The global “resilience” agenda is exciting – and overdue. The idea that aid should invest not just in responding to crises, but also in preventing, mitigating, and helping people adapt to them, has been around for a long time. Yet for too long, the global aid architecture has been stuck with a basic split between relief and development camps. The relief side responds to the effects of major shocks (droughts, wars, economic calamity, etc.) but has struggled to address why so many people are so vulnerable in the first place. The development side has in turn steered clear of shock-prone populations and focused most of its resources on (relatively) safe and stable populations.

Villages that have received Mercy Corps training and initial seeds to build community gardens are faring much better with a wide variety of produce to feed their families and sell in local markets. Photo Credit: Cassandra Nelson, Mercy Corp
Dating back at least to the early nineties there have been repeated – failed – attempts to move past this divide and find ways to apply developmental tools to chronic humanitarian problems. We have seen some incremental improvements – practices like using cash and vouchers to work within local markets during a humanitarian response – rather than destroying those markets with floods of free imported commodities. But the global aid system at large still retains the relief-development split – in targeting, practices, architecture and funding streams.
So resilience is exciting not because it is a fundamentally new idea – it is not – but because where past efforts to move the global aid architecture past the relief-development divide have failed, the global resilience agenda frames this idea in a way that is compelling – to donors, aid providers, and critically, to the governments and citizens of at-risk countries.
But this exciting agenda remains tenuous, and realizing its potential will be hard work. Resilience transcends many of the basic organizing principles that have long characterized the relief and development worlds; it challenges all of us to make major changes to how we do business. Major reform of entrenched systems, practices and norms is never easy. This new USAID policy on resilience represents a very important starting point for tackling that challenge.

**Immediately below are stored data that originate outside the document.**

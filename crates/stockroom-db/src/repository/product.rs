//! # Product Repository
//!
//! Database operations for products.
//!
//! ## Key Operations
//! - Lookup by scanned SKU
//! - CRUD operations
//! - Paginated, filtered, sorted listing
//! - Stock adjustments and low-stock reporting
//!
//! ## Listing Query Shape
//! ```text
//! ┌─────────────────────────────────────────────────────────────────────────┐
//! │  ProductQuery { page: 2, limit: 10, search: "cola", sort: quantity }    │
//! │       │                                                                 │
//! │       ▼                                                                 │
//! │  SELECT COUNT(*) FROM products WHERE (name LIKE ? OR sku LIKE ?)        │
//! │       │                                 ──► total                       │
//! │       ▼                                                                 │
//! │  SELECT ... WHERE (same filters)                                        │
//! │  ORDER BY quantity ASC, id ASC LIMIT 10 OFFSET 10                       │
//! │       │                                 ──► items                       │
//! │       ▼                                                                 │
//! │  Page { items, page: 2, limit: 10, total, total_pages }                 │
//! └─────────────────────────────────────────────────────────────────────────┘
//! ```
//!
//! Sort columns come from a closed enum, never from user text, so they are
//! pushed into the SQL directly; every value is bound.

use chrono::Utc;
use sqlx::{QueryBuilder, Sqlite, SqlitePool};
use tracing::debug;
use uuid::Uuid;

use crate::error::{DbError, DbResult};
use stockroom_core::{InventorySummary, NewProduct, Page, Product, ProductQuery};

const PRODUCT_COLUMNS: &str = "id, sku, name, quantity, category, created_at, updated_at";

/// Repository for product database operations.
///
/// ## Usage
/// ```rust,ignore
/// let repo = ProductRepository::new(pool);
///
/// let product = repo.get_by_sku("0123456789012").await?;
/// let page = repo.list(&ProductQuery::default()).await?;
/// ```
#[derive(Debug, Clone)]
pub struct ProductRepository {
    pool: SqlitePool,
}

impl ProductRepository {
    /// Creates a new ProductRepository.
    pub fn new(pool: SqlitePool) -> Self {
        ProductRepository { pool }
    }

    /// Gets a product by its ID.
    pub async fn get_by_id(&self, id: &str) -> DbResult<Option<Product>> {
        debug!(id = %id, "Getting product by ID");

        let product = sqlx::query_as::<_, Product>(&format!(
            "SELECT {PRODUCT_COLUMNS} FROM products WHERE id = ?1"
        ))
        .bind(id)
        .fetch_optional(&self.pool)
        .await?;

        Ok(product)
    }

    /// Gets a product by SKU.
    ///
    /// The SKU is trimmed, then matched exactly (case-sensitive), the same
    /// way it was stored. Used by the scan workflow: one call per accepted scan.
    pub async fn get_by_sku(&self, sku: &str) -> DbResult<Option<Product>> {
        let sku = sku.trim();
        debug!(sku = %sku, "Getting product by SKU");

        let product = sqlx::query_as::<_, Product>(&format!(
            "SELECT {PRODUCT_COLUMNS} FROM products WHERE sku = ?1"
        ))
        .bind(sku)
        .fetch_optional(&self.pool)
        .await?;

        Ok(product)
    }

    /// Like [`get_by_sku`](Self::get_by_sku), but a miss is an error.
    pub async fn require_by_sku(&self, sku: &str) -> DbResult<Product> {
        self.get_by_sku(sku)
            .await?
            .ok_or_else(|| DbError::not_found("Product", sku.trim()))
    }

    /// Inserts a new product and returns the stored row.
    ///
    /// ## Errors
    /// - `UniqueViolation` if the SKU is already taken
    pub async fn insert(&self, product: &NewProduct) -> DbResult<Product> {
        debug!(sku = %product.sku, "Inserting product");

        let now = Utc::now();
        let stored = Product {
            id: generate_product_id(),
            sku: product.sku.trim().to_string(),
            name: product.name.clone(),
            quantity: product.quantity,
            category: product.category.clone(),
            created_at: now,
            updated_at: now,
        };

        sqlx::query(
            r#"
            INSERT INTO products (id, sku, name, quantity, category, created_at, updated_at)
            VALUES (?1, ?2, ?3, ?4, ?5, ?6, ?7)
            "#,
        )
        .bind(&stored.id)
        .bind(&stored.sku)
        .bind(&stored.name)
        .bind(stored.quantity)
        .bind(&stored.category)
        .bind(stored.created_at)
        .bind(stored.updated_at)
        .execute(&self.pool)
        .await
        .map_err(|e| DbError::from(e).with_duplicate_value(&stored.sku))?;

        Ok(stored)
    }

    /// Replaces every editable field of a product.
    ///
    /// ## Errors
    /// - `NotFound` if no product has this ID
    /// - `UniqueViolation` if the new SKU belongs to another product
    pub async fn update(&self, id: &str, product: &NewProduct) -> DbResult<Product> {
        debug!(id = %id, sku = %product.sku, "Updating product");

        let sku = product.sku.trim();
        let result = sqlx::query(
            r#"
            UPDATE products
            SET
                sku = ?2,
                name = ?3,
                quantity = ?4,
                category = ?5,
                updated_at = ?6
            WHERE id = ?1
            "#,
        )
        .bind(id)
        .bind(sku)
        .bind(&product.name)
        .bind(product.quantity)
        .bind(&product.category)
        .bind(Utc::now())
        .execute(&self.pool)
        .await
        .map_err(|e| DbError::from(e).with_duplicate_value(sku))?;

        if result.rows_affected() == 0 {
            return Err(DbError::not_found("Product", id));
        }

        self.get_by_id(id)
            .await?
            .ok_or_else(|| DbError::not_found("Product", id))
    }

    /// Adds `delta` to a product's quantity (negative to remove stock).
    ///
    /// The check and the write are one statement, so two stations adjusting
    /// the same product cannot drive it below zero.
    ///
    /// ## Errors
    /// - `NotFound` if no product has this ID
    /// - `InsufficientStock` if the result would be negative
    pub async fn adjust_quantity(&self, id: &str, delta: i64) -> DbResult<Product> {
        debug!(id = %id, delta = %delta, "Adjusting quantity");

        let result = sqlx::query(
            r#"
            UPDATE products
            SET
                quantity = quantity + ?2,
                updated_at = ?3
            WHERE id = ?1 AND quantity + ?2 >= 0
            "#,
        )
        .bind(id)
        .bind(delta)
        .bind(Utc::now())
        .execute(&self.pool)
        .await?;

        let current = self
            .get_by_id(id)
            .await?
            .ok_or_else(|| DbError::not_found("Product", id))?;

        if result.rows_affected() == 0 {
            return Err(DbError::InsufficientStock {
                sku: current.sku,
                available: current.quantity,
                requested: -delta,
            });
        }

        Ok(current)
    }

    /// Deletes a product.
    pub async fn delete(&self, id: &str) -> DbResult<()> {
        debug!(id = %id, "Deleting product");

        let result = sqlx::query("DELETE FROM products WHERE id = ?1")
            .bind(id)
            .execute(&self.pool)
            .await?;

        if result.rows_affected() == 0 {
            return Err(DbError::not_found("Product", id));
        }

        Ok(())
    }

    /// Lists products one page at a time.
    ///
    /// Out-of-range page and limit values are clamped, blank filters ignored.
    /// Ties in the sort column are broken by ID so pages never overlap.
    pub async fn list(&self, query: &ProductQuery) -> DbResult<Page<Product>> {
        let query = query.normalized();
        debug!(?query, "Listing products");

        let mut count = QueryBuilder::<Sqlite>::new("SELECT COUNT(*) FROM products");
        push_filters(&mut count, &query);
        let total = count
            .build_query_scalar::<i64>()
            .fetch_one(&self.pool)
            .await?;

        let mut select = QueryBuilder::<Sqlite>::new(format!(
            "SELECT {PRODUCT_COLUMNS} FROM products"
        ));
        push_filters(&mut select, &query);
        select
            .push(" ORDER BY ")
            .push(query.sort.column())
            .push(" COLLATE NOCASE ")
            .push(query.direction.keyword())
            .push(", id ASC LIMIT ")
            .push_bind(i64::from(query.limit))
            .push(" OFFSET ")
            .push_bind(query.offset() as i64);

        let items = select
            .build_query_as::<Product>()
            .fetch_all(&self.pool)
            .await?;

        Ok(Page::new(items, query.page, query.limit, total))
    }

    /// Products with a quantity strictly below `threshold`, emptiest first.
    pub async fn low_stock(&self, threshold: i64) -> DbResult<Vec<Product>> {
        debug!(threshold = %threshold, "Listing low-stock products");

        let products = sqlx::query_as::<_, Product>(&format!(
            "SELECT {PRODUCT_COLUMNS} FROM products \
             WHERE quantity < ?1 ORDER BY quantity ASC, name COLLATE NOCASE ASC"
        ))
        .bind(threshold)
        .fetch_all(&self.pool)
        .await?;

        Ok(products)
    }

    /// Aggregate counters for the whole catalog.
    pub async fn summary(&self, low_stock_threshold: i64) -> DbResult<InventorySummary> {
        let (product_count, low_stock_count, total_units, category_count): (i64, i64, i64, i64) =
            sqlx::query_as(
                r#"
                SELECT
                    COUNT(*),
                    COALESCE(SUM(CASE WHEN quantity < ?1 THEN 1 ELSE 0 END), 0),
                    COALESCE(SUM(quantity), 0),
                    COUNT(DISTINCT category)
                FROM products
                "#,
            )
            .bind(low_stock_threshold)
            .fetch_one(&self.pool)
            .await?;

        Ok(InventorySummary {
            product_count,
            low_stock_count,
            total_units,
            category_count,
        })
    }

    /// Counts total products.
    pub async fn count(&self) -> DbResult<i64> {
        let count: i64 = sqlx::query_scalar("SELECT COUNT(*) FROM products")
            .fetch_one(&self.pool)
            .await?;

        Ok(count)
    }
}

/// Appends the WHERE clause for the query's search and category filters.
fn push_filters(builder: &mut QueryBuilder<'_, Sqlite>, query: &ProductQuery) {
    let mut separator = " WHERE ";

    if let Some(search) = &query.search {
        let pattern = format!("%{}%", escape_like(search));
        builder
            .push(separator)
            .push("(name LIKE ")
            .push_bind(pattern.clone())
            .push(" ESCAPE '\\' OR sku LIKE ")
            .push_bind(pattern)
            .push(" ESCAPE '\\')");
        separator = " AND ";
    }

    if let Some(category) = &query.category {
        builder
            .push(separator)
            .push("category = ")
            .push_bind(category.clone())
            .push(" COLLATE NOCASE");
    }
}

/// Escapes LIKE wildcards so a search for `50%` matches the literal text.
fn escape_like(term: &str) -> String {
    let mut out = String::with_capacity(term.len());
    for c in term.chars() {
        if matches!(c, '%' | '_' | '\\') {
            out.push('\\');
        }
        out.push(c);
    }
    out
}

/// Helper to generate a new product ID.
pub fn generate_product_id() -> String {
    Uuid::new_v4().to_string()
}

// =============================================================================
// Unit Tests
// =============================================================================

The policy gets some important things right. In Mercy Corps’ experience, interventions that build resilience have to be highly flexible and closely tailored to the specific context that they target. It is good to see USAID affirm that resilience interventions must bring together activities that have traditionally operated in silos – economic development and livelihoods, natural resource management, water and sanitation, health and nutrition, conflict mitigation, governance, risk reduction, and so on. The policy’s focus on joint planning and design of programs across different parts of USAID “turf” is a big step forward, as is the mandate that USAID’s country planning processes must consistently build in a focus on resilience.

Mercy Corps believes it’s vital to invest in ways to stop the cycle of hunger from recurring. Their cash-for-work projects allow people to earn money, buy food locally, and prepare their fields for a better harvest season. These crescent ditches will allow rain water to soak into the land rather than running off and causing flooding and erosion. Photo Credit: Cassandra Nelson, Mercy Corps
At the same time, talking is easier than doing. This policy is a strong step forward but it does not – at least not yet – guarantee a major shift in USAID’s own practices, structures and systems, which still largely reflect the basic relief-development divide. This policy takes an approach of working within the existing USAID architecture, rather than seeking to alter it. This is an easier lift – but will it be enough? The policy notes that leadership within the agency will be critical to pushing through roadblocks and ensuring that entrenched habits evolve. And the current leadership of the agency deserves tremendous credit for having done just that with the responses in the Sahel and the Horn of Africa. But as with any government agency, leadership will eventually change and priorities will change with it. The major test for this policy – as for the global resilience agenda more broadly – will be whether it will have staying power to remain relevant even after the current buzz around resilience subsides.